Stored data entries:
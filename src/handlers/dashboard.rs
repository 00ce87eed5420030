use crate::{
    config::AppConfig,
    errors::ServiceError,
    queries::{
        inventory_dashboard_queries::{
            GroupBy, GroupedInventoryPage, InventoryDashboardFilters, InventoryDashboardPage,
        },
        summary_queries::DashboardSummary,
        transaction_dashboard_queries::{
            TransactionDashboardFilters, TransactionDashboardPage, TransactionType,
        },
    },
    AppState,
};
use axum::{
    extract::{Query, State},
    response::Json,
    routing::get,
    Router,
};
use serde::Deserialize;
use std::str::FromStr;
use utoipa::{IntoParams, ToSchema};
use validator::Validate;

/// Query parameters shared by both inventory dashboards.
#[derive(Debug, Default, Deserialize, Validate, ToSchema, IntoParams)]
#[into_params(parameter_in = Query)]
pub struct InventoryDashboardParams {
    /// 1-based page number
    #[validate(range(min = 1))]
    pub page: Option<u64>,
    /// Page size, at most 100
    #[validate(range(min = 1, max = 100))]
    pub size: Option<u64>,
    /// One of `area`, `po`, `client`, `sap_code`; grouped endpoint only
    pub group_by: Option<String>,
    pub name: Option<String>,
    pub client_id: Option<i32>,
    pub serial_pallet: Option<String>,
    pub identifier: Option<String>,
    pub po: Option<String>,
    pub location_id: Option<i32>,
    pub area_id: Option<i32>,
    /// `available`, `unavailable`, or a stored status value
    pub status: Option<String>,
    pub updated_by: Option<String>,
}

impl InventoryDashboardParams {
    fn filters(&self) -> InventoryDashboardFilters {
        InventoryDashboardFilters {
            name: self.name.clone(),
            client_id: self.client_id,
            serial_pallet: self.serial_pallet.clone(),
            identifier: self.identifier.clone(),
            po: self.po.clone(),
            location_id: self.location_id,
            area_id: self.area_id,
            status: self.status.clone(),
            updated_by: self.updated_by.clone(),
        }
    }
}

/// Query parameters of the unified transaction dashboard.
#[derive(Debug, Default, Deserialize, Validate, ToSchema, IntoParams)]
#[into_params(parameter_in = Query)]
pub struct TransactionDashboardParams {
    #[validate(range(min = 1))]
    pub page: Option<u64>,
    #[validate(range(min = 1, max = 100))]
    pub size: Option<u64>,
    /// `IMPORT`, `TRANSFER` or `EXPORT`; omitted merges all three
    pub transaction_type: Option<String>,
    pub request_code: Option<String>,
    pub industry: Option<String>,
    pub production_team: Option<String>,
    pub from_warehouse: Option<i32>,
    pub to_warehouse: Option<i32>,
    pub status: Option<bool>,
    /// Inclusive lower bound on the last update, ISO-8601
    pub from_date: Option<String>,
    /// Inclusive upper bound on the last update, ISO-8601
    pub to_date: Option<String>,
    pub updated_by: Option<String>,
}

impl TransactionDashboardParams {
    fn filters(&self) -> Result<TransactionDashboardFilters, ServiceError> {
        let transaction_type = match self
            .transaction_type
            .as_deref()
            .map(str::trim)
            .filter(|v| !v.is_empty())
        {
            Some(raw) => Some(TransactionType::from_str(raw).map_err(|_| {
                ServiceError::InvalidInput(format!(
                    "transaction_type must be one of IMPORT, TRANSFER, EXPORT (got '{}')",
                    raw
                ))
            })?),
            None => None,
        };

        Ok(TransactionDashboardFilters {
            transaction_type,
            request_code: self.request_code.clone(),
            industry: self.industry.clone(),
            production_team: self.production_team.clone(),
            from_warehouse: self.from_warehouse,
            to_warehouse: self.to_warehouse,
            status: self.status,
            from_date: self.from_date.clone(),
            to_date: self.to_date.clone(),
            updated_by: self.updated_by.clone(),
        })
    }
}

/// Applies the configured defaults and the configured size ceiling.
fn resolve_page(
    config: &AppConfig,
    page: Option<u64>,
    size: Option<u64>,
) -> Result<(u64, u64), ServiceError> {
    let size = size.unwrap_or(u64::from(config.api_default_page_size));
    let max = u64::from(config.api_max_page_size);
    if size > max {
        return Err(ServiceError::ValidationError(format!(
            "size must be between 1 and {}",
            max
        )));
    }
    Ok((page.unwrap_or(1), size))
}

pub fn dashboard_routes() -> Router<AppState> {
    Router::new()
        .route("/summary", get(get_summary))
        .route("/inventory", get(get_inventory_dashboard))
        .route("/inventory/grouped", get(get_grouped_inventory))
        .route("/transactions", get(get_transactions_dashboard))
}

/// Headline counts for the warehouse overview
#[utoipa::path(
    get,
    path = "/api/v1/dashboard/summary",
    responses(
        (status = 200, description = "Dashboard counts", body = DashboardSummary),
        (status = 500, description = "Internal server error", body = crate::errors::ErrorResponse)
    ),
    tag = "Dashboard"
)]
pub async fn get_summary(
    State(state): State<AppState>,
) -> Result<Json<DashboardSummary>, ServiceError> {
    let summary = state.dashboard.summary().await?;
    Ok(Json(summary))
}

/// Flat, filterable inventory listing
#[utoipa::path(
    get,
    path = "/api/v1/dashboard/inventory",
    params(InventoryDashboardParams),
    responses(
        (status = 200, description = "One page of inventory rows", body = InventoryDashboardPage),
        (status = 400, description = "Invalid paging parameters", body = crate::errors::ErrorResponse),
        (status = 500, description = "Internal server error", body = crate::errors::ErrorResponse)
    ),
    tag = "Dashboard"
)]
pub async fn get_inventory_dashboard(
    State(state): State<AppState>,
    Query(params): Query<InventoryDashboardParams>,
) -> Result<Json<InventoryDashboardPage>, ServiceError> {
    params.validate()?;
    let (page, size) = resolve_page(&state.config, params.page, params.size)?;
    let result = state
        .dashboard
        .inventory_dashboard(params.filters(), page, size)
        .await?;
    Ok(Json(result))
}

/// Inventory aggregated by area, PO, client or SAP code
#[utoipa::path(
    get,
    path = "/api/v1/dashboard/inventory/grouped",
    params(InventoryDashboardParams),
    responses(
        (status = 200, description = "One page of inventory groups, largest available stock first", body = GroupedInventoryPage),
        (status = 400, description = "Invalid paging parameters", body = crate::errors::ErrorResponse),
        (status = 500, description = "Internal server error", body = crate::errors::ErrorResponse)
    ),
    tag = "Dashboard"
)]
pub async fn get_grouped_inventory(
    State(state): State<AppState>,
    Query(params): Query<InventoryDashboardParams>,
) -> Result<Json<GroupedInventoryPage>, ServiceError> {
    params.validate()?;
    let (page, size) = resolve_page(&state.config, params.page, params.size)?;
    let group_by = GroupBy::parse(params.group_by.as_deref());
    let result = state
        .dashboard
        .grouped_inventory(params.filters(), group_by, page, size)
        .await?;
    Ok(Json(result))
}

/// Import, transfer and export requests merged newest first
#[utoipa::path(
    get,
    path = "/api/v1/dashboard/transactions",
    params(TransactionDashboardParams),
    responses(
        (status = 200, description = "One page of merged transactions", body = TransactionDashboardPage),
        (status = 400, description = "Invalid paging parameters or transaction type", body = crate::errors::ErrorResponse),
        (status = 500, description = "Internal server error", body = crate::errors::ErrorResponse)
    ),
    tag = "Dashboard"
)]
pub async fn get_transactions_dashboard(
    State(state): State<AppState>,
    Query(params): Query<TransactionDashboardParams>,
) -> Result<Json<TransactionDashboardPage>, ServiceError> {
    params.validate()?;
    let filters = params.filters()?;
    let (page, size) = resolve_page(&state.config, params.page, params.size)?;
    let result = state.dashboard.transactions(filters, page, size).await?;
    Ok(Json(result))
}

### [WHAT YOU NEED TO DO]
Output exactly the leading lines of the data, up to and including the line marked by "use std::str::FromStr;".

### [ANSWER AREA]
filename src/handlers/dashboard.rs
repository 00ce87eed5420030
use crate::{
    config::AppConfig,
    errors::ServiceError,
    queries::{
        inventory_dashboard_queries::{
            GroupBy, GroupedInventoryPage, InventoryDashboardFilters, InventoryDashboardPage,
        },
        summary_queries::DashboardSummary,
        transaction_dashboard_queries::{
            TransactionDashboardFilters, TransactionDashboardPage, TransactionType,
        },
    },
    AppState,
};
use axum::{
    extract::{Query, State},
    response::Json,
    routing::get,
    Router,
};
use serde::Deserialize;
use std::str::FromStr;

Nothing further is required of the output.